New issue
Have a question about this project? Sign up for a free GitHub account to open an issue and contact its maintainers and the community.
By clicking “Sign up for GitHub”, you agree to our terms of service and privacy statement. We’ll occasionally send you account related emails.
Already on GitHub? Sign in to your account
non-latest WAL log corruption after EBS snapshot restore in AWS #12467
Comments
Could you please provide the setting you have for |
TiKV uses kPointInTimeRecovery and kAbsoluteConsistency, so it has WAL recycle disabled. ie recycle_log_file_num=0. As for WriteOptions, I only see 3 options ever being set.
|
Thanks for the info.
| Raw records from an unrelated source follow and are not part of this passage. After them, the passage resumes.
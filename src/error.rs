//! Application-wide error types.
//!
//! Library modules use specific error types via `thiserror`, while
//! CLI/main uses `anyhow` for convenient error propagation.
//!
//! # Design
//!
//! - [`ValidationError`]: one problem found before any expensive work starts
//! - [`ValidationReport`]: every validation problem of a run, reported together
//! - [`ToolFailure`]: a single failed transcode/resize request
//! - [`Error`]: top-level error enum

use std::fmt;
use std::path::PathBuf;

use crate::model::ImageKind;

/// Application-wide result type.
pub type Result<T> = std::result::Result<T, Error>;

/// A problem detected during the validation phase.
///
/// Validation errors are accumulated, never raised one at a time.
#[derive(Debug, Clone, PartialEq, Eq, thiserror::Error)]
pub enum ValidationError {
    /// File name does not follow the naming grammar
    #[error("Invalid file name {path}: {reason}")]
    InvalidNaming { path: PathBuf, reason: String },

    /// Two tracks would be written to the same output name, or an output
    /// would overwrite an unprocessed source file
    #[error("Output name collision on {output}: {first} and {second}")]
    OrderCollision {
        output: PathBuf,
        first: PathBuf,
        second: PathBuf,
    },

    /// A required tag is absent or empty
    #[error("Missing {field} tag in {path}")]
    MissingTag { path: PathBuf, field: String },

    /// Tags could not be extracted at all
    #[error("Unable to read tags from {path}: {cause}")]
    UnreadableTag { path: PathBuf, cause: String },

    /// A text file's non-blank line count differs from its reference
    #[error(
        "Line count mismatch for {stem} ({language_code}): expected {expected}, found {actual}"
    )]
    LineCountMismatch {
        stem: String,
        language_code: String,
        expected: usize,
        actual: usize,
    },

    /// No single reference transcript could be designated for a stem
    #[error("No unambiguous reference transcript for {stem} (candidates: {})", .candidates.join(", "))]
    AmbiguousReference { stem: String, candidates: Vec<String> },

    /// A text file with no audio file of the same stem
    #[error("Text file {path} has no matching audio file for stem {stem}")]
    OrphanTextFile { path: PathBuf, stem: String },

    /// A cover/art file that is neither JPEG nor PNG
    #[error("Unsupported image format: {path} (expected .jpg or .png)")]
    UnsupportedImageFormat { path: PathBuf },

    /// Cover or art image is absent
    #[error("No {kind} image found (expected {kind}.jpg or {kind}.png)")]
    MissingImage { kind: ImageKind },

    /// More than one candidate for a single image kind
    #[error("Multiple {kind} images found: {}", display_paths(.paths))]
    DuplicateImage { kind: ImageKind, paths: Vec<PathBuf> },

    /// Text file could not be read as UTF-8
    #[error("Unable to read text file {path}: {cause}")]
    UnreadableText { path: PathBuf, cause: String },

    /// Image file could not be read, as opposed to being in the wrong format
    #[error("Unable to read image {path}: {cause}")]
    UnreadableImage { path: PathBuf, cause: String },

    /// Source image is below the minimum resolution
    #[error("{path} resolution is too low: {width}x{height} (minimum {min})")]
    ImageTooSmall {
        path: PathBuf,
        width: u32,
        height: u32,
        min: u32,
    },

    /// Art image must be perfectly square
    #[error("{path} is not square: {width}x{height}")]
    ArtNotSquare {
        path: PathBuf,
        width: u32,
        height: u32,
    },

    /// The input directory holds no audio files
    #[error("No audio files were found")]
    NoAudioFiles,
}

fn display_paths(paths: &[PathBuf]) -> String {
    paths
        .iter()
        .map(|p| p.display().to_string())
        .collect::<Vec<_>>()
        .join(", ")
}

/// Every validation error found in one run.
#[derive(Debug, Clone, Default, PartialEq, Eq)]
pub struct ValidationReport {
    pub errors: Vec<ValidationError>,
}

impl ValidationReport {
    pub fn new(errors: Vec<ValidationError>) -> Self {
        Self { errors }
    }

    pub fn is_empty(&self) -> bool {
        self.errors.is_empty()
    }

    pub fn len(&self) -> usize {
        self.errors.len()
    }

    /// Convert into `Ok(())` when no errors were collected.
    pub fn into_result(self) -> Result<()> {
        if self.is_empty() {
            Ok(())
        } else {
            Err(Error::Validation(self))
        }
    }
}

impl fmt::Display for ValidationReport {
    fn fmt(&self, f: &mut fmt::Formatter<'_>) -> fmt::Result {
        writeln!(f, "The following errors were encountered:")?;
        for err in &self.errors {
            writeln!(f, "* {}", err)?;
        }
        Ok(())
    }
}

impl std::error::Error for ValidationReport {}

/// Which external collaborator failed.
#[derive(Debug, Clone, Copy, PartialEq, Eq)]
pub enum Tool {
    Transcoder,
    Resizer,
}

impl fmt::Display for Tool {
    fn fmt(&self, f: &mut fmt::Formatter<'_>) -> fmt::Result {
        match self {
            Tool::Transcoder => write!(f, "transcoder"),
            Tool::Resizer => write!(f, "resizer"),
        }
    }
}

/// A failed request to an external collaborator.
#[derive(Debug, Clone, PartialEq, Eq, thiserror::Error)]
#[error("{tool} failed for {item}: {message}")]
pub struct ToolFailure {
    pub tool: Tool,
    /// The output the request was meant to produce
    pub item: PathBuf,
    pub message: String,
}

impl ToolFailure {
    pub fn transcoder(item: impl Into<PathBuf>, message: impl Into<String>) -> Self {
        Self {
            tool: Tool::Transcoder,
            item: item.into(),
            message: message.into(),
        }
    }

    pub fn resizer(item: impl Into<PathBuf>, message: impl Into<String>) -> Self {
        Self {
            tool: Tool::Resizer,
            item: item.into(),
            message: message.into(),
        }
    }
}

/// Top-level application error.
#[derive(Debug, thiserror::Error)]
pub enum Error {
    /// File I/O error
    #[error("IO error: {0}")]
    Io(#[from] std::io::Error),

    /// Validation phase failed; nothing was dispatched
    #[error("{0}")]
    Validation(ValidationReport),

    /// Configuration error
    #[error("Configuration error: {0}")]
    Config(String),

    /// Manifest serialization error
    #[error("Manifest error: {0}")]
    Manifest(#[from] serde_json::Error),

    /// External tool unusable before dispatch
    #[error("{0}")]
    Tool(#[from] ToolFailure),

    /// Run stopped before any track was produced; nothing was replaced
    #[error("Run cancelled before any track was produced")]
    Cancelled,

    /// Generic error with context
    #[error("{context}: {source}")]
    WithContext {
        context: String,
        #[source]
        source: Box<Error>,
    },
}

impl Error {
    /// Create a config error.
    pub fn config(message: impl Into<String>) -> Self {
        Self::Config(message.into())
    }

    /// Add context to an error.
    pub fn context(self, ctx: impl Into<String>) -> Self {
        Self::WithContext {
            context: ctx.into(),
            source: Box::new(self),
        }
    }

    /// The validation report, if this error (or its source) is one.
    pub fn validation_report(&self) -> Option<&ValidationReport> {
        match self {
            Self::Validation(report) => Some(report),
            Self::WithContext { source, .. } => source.validation_report(),
            _ => None,
        }
    }
}

/// Extension trait for adding context to Results.
pub trait ResultExt<T> {
    /// Add context to an error result.
    fn with_context(self, ctx: impl Into<String>) -> Result<T>;
}

impl<T> ResultExt<T> for Result<T> {
    fn with_context(self, ctx: impl Into<String>) -> Result<T> {
        self.map_err(|e| e.context(ctx))
    }
}

impl<T> ResultExt<T> for std::result::Result<T, std::io::Error> {
    fn with_context(self, ctx: impl Into<String>) -> Result<T> {
        self.map_err(|e| Error::Io(e).context(ctx))
    }
}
Does TiKV also use an external syncer thread, that is, setting Did your LOG file contain any occurrences of "WAL Sync error"? Do you still have 15557239.log? I can't tell from the error message, but it would be interesting to know if this error is around the end of the log file. |
Great question. I think @tonyxuqqi mentioned tikv does trigger flushWAL manually, except I can't find a code reference. So @tonyxuqqi , if you can confirm.
Yeah. We had checked earlier. Unfortunately no "sync error". THat would have a perfect smoking gun.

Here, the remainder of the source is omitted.